Brief – Counting only lines below that hold "endpoint", give the total alone.

Exercise data –
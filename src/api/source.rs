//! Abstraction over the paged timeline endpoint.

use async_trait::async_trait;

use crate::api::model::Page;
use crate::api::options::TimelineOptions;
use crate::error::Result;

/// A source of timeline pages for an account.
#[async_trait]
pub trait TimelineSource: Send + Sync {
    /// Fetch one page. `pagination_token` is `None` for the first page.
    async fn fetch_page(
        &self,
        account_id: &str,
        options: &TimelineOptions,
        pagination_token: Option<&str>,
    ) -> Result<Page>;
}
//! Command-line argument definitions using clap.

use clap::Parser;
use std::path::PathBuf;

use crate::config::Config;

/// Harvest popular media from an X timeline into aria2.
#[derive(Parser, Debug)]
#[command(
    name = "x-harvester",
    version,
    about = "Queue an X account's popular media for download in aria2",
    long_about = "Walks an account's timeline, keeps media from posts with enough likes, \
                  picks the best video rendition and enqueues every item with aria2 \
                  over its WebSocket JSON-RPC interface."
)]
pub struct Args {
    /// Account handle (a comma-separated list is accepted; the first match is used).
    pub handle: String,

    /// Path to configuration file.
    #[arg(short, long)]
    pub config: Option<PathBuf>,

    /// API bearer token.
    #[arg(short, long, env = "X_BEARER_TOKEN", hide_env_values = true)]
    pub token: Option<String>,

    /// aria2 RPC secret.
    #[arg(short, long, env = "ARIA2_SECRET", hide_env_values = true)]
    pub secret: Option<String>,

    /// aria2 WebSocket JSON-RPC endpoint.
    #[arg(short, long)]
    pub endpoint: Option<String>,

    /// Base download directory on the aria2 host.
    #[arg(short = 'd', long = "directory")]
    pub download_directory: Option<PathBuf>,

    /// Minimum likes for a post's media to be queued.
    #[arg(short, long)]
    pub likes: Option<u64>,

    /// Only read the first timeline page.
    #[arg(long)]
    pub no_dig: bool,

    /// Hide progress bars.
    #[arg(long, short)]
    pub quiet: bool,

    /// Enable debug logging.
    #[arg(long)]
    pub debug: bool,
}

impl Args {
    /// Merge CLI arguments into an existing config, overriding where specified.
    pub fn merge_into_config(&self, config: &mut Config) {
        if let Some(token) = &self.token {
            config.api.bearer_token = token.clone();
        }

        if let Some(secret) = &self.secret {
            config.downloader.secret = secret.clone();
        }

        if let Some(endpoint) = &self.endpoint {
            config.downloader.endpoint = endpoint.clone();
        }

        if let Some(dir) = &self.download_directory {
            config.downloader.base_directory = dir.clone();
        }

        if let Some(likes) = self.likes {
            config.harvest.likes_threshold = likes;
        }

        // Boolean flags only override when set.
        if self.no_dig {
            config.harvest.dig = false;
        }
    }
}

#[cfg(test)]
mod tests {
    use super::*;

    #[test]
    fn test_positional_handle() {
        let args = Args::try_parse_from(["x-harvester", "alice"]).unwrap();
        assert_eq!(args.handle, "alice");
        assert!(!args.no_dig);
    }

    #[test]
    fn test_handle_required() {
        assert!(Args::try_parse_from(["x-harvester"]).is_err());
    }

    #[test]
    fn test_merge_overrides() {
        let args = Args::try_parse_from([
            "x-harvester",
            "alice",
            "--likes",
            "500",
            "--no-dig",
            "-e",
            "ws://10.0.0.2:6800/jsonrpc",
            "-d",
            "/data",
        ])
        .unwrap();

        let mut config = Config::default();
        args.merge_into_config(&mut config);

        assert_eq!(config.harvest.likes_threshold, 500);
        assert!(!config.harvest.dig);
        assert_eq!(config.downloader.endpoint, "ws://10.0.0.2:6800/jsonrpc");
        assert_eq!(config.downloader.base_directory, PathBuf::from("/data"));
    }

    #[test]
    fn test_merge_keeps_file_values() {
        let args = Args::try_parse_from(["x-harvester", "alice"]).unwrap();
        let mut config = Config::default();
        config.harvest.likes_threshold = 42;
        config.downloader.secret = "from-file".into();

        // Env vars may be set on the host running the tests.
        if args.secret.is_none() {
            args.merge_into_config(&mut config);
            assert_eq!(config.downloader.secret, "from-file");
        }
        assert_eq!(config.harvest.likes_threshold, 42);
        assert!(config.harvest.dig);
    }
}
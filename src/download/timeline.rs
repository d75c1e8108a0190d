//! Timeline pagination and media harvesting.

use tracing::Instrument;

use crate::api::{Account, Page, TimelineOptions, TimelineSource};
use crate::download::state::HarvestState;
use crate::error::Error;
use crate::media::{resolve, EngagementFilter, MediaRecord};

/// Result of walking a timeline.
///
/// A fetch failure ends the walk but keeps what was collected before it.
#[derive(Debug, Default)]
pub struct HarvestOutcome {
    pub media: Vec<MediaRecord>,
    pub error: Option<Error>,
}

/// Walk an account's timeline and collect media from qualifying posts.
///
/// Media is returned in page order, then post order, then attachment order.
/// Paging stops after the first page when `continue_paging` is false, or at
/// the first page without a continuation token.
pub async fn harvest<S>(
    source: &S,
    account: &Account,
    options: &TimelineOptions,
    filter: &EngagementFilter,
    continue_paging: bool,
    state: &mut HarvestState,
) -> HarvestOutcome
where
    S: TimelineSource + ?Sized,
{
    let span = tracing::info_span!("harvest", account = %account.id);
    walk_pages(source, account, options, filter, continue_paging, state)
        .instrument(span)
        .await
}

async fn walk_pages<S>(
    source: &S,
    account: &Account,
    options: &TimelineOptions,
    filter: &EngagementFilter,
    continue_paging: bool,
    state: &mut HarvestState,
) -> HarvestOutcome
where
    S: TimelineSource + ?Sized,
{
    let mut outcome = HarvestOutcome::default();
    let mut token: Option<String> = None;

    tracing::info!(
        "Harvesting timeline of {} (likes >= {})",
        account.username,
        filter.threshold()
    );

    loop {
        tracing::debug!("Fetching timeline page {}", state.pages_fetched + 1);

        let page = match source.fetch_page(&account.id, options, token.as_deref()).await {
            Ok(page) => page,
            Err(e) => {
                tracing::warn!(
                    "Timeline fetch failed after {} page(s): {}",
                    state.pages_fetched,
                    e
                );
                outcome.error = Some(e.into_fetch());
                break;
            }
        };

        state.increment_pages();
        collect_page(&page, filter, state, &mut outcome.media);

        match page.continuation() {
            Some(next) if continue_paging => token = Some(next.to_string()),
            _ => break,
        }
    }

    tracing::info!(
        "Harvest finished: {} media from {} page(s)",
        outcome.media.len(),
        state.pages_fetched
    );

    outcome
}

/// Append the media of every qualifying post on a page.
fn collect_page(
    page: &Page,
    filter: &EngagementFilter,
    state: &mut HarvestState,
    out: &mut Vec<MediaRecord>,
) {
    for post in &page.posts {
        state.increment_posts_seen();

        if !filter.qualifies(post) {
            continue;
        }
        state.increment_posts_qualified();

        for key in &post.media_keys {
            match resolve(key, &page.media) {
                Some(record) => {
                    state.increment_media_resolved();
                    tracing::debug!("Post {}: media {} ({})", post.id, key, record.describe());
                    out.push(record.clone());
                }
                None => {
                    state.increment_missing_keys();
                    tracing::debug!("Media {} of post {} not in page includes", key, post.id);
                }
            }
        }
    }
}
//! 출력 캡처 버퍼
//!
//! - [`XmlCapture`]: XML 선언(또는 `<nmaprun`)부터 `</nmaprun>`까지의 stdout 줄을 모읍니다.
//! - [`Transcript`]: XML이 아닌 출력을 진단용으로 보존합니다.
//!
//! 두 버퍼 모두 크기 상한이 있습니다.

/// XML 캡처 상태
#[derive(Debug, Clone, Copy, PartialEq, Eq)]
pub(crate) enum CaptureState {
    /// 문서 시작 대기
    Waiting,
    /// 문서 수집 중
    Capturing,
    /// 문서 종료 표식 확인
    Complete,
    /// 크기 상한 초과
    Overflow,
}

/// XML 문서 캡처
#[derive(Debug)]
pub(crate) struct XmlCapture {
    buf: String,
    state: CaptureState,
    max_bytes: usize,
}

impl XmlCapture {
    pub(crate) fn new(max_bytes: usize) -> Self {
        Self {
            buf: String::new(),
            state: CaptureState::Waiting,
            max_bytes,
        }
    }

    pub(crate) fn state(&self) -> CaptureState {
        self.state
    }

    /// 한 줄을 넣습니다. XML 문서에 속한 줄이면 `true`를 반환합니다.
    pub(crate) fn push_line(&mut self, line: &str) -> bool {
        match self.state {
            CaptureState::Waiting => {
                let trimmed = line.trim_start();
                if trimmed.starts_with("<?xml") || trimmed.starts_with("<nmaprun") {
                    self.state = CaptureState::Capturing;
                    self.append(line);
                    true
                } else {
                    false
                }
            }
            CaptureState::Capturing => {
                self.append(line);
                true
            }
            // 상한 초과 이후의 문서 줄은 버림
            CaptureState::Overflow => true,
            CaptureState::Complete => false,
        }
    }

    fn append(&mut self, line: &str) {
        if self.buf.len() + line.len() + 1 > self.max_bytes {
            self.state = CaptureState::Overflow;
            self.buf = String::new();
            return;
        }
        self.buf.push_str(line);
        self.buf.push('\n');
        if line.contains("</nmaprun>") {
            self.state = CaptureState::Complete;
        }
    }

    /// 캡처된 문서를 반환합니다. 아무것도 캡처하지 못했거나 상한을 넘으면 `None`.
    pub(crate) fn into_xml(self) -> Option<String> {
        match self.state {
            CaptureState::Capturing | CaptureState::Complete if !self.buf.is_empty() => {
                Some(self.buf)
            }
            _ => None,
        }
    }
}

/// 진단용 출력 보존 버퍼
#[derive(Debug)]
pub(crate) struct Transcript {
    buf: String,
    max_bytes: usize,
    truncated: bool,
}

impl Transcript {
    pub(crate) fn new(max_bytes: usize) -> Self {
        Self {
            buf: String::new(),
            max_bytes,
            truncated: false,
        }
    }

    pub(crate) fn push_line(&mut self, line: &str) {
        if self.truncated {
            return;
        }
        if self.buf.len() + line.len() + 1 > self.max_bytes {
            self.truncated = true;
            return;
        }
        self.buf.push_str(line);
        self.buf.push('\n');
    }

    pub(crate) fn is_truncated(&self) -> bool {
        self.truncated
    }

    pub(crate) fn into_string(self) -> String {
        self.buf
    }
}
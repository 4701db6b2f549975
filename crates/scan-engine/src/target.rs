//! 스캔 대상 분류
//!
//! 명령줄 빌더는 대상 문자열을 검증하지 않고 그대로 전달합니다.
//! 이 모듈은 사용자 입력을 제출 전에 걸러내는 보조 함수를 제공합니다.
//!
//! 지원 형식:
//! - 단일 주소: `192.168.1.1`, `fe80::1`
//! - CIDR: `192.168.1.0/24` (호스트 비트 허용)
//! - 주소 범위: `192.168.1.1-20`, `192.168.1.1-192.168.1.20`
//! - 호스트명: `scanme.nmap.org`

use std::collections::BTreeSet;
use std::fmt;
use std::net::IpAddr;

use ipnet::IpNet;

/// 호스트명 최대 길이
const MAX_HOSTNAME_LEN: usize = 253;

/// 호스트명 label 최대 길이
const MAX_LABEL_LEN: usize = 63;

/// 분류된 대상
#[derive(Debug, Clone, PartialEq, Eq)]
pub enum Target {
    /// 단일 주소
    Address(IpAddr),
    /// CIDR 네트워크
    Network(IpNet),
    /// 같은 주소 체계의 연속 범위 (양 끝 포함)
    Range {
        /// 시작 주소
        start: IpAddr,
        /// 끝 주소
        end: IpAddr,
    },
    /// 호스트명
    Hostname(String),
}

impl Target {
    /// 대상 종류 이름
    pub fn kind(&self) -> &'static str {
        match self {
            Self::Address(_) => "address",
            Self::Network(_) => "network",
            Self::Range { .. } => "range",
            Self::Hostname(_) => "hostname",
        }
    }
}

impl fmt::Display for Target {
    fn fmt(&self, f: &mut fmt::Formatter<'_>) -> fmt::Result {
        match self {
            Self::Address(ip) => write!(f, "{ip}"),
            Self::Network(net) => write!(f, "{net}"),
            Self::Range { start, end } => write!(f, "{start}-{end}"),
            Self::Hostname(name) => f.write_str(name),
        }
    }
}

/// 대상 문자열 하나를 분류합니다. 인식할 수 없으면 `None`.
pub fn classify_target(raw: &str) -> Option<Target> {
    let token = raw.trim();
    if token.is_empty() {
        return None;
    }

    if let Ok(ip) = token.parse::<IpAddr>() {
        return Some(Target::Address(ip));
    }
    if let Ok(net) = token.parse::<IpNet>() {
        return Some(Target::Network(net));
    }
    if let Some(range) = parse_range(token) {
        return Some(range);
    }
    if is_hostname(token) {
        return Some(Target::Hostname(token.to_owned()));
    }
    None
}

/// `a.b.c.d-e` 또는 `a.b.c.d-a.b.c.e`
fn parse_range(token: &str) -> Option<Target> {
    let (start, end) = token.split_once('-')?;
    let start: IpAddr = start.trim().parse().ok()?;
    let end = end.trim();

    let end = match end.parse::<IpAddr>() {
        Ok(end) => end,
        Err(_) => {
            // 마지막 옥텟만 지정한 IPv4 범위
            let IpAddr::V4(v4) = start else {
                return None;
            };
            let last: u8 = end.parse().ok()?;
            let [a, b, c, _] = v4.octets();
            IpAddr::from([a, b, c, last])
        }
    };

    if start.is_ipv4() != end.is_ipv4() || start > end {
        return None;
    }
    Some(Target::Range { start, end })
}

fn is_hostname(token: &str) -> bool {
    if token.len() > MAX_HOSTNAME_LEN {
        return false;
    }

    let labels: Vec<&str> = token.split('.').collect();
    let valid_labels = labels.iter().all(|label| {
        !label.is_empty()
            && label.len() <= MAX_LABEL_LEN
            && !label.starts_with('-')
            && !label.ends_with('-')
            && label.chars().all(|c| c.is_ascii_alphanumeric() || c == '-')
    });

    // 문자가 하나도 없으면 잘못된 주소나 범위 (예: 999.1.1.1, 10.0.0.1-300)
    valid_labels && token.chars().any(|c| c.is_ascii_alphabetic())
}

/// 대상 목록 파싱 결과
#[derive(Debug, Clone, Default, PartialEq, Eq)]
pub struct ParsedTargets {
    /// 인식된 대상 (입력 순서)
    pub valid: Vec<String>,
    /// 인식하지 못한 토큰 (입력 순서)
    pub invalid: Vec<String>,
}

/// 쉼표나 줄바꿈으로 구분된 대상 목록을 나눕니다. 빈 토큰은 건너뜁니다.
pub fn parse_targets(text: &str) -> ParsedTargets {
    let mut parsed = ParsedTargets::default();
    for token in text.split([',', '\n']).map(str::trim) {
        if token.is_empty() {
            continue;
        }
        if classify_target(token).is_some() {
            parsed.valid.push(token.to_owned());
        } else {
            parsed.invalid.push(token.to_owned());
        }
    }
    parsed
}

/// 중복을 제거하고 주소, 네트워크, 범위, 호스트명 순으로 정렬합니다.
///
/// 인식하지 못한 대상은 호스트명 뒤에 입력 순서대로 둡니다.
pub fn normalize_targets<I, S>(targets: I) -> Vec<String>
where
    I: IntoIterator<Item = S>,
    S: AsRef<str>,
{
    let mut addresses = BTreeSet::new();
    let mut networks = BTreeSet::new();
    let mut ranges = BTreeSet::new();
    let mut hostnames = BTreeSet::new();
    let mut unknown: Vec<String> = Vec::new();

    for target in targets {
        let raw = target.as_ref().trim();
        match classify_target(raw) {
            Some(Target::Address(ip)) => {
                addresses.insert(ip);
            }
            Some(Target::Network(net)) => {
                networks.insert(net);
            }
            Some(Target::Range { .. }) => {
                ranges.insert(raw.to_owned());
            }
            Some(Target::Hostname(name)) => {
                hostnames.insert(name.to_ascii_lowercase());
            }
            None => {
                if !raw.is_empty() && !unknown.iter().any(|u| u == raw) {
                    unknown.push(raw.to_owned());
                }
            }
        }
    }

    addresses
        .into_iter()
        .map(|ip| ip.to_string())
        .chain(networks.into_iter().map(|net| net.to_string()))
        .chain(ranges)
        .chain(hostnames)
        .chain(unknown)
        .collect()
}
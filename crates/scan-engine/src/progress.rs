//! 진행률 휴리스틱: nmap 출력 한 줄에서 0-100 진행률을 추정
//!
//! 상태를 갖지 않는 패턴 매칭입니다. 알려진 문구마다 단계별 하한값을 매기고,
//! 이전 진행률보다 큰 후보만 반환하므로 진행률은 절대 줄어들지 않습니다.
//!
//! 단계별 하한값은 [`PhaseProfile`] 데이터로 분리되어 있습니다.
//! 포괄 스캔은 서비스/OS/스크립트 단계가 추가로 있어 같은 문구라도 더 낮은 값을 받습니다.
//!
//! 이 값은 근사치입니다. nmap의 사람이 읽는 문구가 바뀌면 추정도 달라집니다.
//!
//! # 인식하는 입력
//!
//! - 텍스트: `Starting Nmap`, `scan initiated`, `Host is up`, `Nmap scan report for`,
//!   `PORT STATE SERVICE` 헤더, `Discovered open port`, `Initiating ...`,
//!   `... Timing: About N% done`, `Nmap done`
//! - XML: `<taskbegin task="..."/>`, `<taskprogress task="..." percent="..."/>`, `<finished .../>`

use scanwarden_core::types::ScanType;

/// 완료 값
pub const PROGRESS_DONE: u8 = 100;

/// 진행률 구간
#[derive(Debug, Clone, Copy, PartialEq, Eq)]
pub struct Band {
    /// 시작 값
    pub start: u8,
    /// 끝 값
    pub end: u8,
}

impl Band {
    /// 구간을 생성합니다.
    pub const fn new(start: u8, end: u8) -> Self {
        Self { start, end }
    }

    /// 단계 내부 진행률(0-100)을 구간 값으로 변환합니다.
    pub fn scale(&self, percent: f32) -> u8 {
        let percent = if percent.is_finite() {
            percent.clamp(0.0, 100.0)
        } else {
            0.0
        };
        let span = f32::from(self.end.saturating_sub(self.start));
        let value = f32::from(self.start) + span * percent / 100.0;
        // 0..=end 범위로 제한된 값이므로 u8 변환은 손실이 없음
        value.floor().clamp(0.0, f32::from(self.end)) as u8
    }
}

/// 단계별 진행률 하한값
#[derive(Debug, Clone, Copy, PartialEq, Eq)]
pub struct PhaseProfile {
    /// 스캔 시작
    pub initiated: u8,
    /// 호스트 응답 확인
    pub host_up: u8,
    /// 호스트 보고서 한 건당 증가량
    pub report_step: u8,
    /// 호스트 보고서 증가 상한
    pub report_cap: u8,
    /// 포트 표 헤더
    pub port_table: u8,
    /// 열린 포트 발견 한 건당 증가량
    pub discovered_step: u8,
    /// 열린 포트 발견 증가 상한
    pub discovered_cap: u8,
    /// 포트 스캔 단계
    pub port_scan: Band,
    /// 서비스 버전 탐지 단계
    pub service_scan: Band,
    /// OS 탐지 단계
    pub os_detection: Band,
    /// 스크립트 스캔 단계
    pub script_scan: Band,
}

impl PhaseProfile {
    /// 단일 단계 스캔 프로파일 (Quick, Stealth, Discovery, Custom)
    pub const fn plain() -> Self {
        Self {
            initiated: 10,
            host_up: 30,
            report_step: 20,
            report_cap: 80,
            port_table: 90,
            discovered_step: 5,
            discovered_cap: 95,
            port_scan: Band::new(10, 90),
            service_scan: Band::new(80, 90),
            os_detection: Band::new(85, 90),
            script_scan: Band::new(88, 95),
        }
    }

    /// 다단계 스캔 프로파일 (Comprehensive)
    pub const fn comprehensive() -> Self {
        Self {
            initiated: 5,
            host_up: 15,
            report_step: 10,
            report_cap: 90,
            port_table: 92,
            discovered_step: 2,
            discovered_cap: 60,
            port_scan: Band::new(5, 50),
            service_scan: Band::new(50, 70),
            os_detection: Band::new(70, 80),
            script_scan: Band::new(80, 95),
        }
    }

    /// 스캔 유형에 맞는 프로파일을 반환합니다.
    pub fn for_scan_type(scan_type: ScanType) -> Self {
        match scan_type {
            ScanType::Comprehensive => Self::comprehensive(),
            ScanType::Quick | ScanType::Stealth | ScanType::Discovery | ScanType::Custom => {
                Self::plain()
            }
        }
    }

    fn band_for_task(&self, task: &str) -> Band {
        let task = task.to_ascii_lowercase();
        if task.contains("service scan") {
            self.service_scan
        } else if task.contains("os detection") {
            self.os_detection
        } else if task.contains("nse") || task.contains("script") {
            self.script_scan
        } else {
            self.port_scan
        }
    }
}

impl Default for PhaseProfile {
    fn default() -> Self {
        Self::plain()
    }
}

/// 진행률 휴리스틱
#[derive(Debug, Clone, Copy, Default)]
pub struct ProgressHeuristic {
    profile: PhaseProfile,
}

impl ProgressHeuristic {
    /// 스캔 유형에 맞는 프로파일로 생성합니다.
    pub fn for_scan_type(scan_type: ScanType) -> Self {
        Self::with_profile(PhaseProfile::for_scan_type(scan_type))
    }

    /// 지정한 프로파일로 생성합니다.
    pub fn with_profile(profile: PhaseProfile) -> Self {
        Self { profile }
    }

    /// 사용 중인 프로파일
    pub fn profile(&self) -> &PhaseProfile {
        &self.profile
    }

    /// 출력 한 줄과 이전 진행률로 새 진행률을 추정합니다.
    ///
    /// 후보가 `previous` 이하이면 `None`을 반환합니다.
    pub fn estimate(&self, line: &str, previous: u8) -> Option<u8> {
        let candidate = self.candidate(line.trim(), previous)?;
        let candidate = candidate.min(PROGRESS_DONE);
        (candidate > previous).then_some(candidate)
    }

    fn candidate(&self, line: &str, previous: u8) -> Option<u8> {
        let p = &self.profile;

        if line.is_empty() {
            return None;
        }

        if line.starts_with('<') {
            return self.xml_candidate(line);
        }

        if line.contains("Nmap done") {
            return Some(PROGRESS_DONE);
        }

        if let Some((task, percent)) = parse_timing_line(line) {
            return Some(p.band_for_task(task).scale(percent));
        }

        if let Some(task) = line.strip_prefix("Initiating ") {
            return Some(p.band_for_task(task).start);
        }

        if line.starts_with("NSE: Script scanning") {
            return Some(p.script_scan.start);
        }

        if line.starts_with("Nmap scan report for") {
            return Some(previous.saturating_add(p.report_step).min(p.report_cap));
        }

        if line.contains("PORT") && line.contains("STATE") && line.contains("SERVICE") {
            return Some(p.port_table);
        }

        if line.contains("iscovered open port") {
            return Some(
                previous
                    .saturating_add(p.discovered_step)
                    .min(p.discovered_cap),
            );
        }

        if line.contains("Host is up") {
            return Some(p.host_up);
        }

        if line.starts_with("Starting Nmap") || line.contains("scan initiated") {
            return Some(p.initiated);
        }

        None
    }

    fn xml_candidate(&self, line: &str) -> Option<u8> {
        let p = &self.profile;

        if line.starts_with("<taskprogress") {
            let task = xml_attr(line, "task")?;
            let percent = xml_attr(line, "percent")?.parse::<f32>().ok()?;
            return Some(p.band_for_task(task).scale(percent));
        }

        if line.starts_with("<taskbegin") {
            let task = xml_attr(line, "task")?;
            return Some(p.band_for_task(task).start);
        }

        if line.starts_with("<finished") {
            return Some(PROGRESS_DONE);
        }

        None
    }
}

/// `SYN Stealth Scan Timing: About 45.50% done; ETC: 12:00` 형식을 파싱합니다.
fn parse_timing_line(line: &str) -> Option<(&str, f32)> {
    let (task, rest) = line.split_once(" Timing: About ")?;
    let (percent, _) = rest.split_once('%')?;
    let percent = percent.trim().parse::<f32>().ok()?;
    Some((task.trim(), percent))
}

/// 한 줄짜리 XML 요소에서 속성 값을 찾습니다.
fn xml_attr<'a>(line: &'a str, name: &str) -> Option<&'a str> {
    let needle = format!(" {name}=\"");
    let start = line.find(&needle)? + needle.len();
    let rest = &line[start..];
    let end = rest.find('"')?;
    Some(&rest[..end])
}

Response to the exercise – 6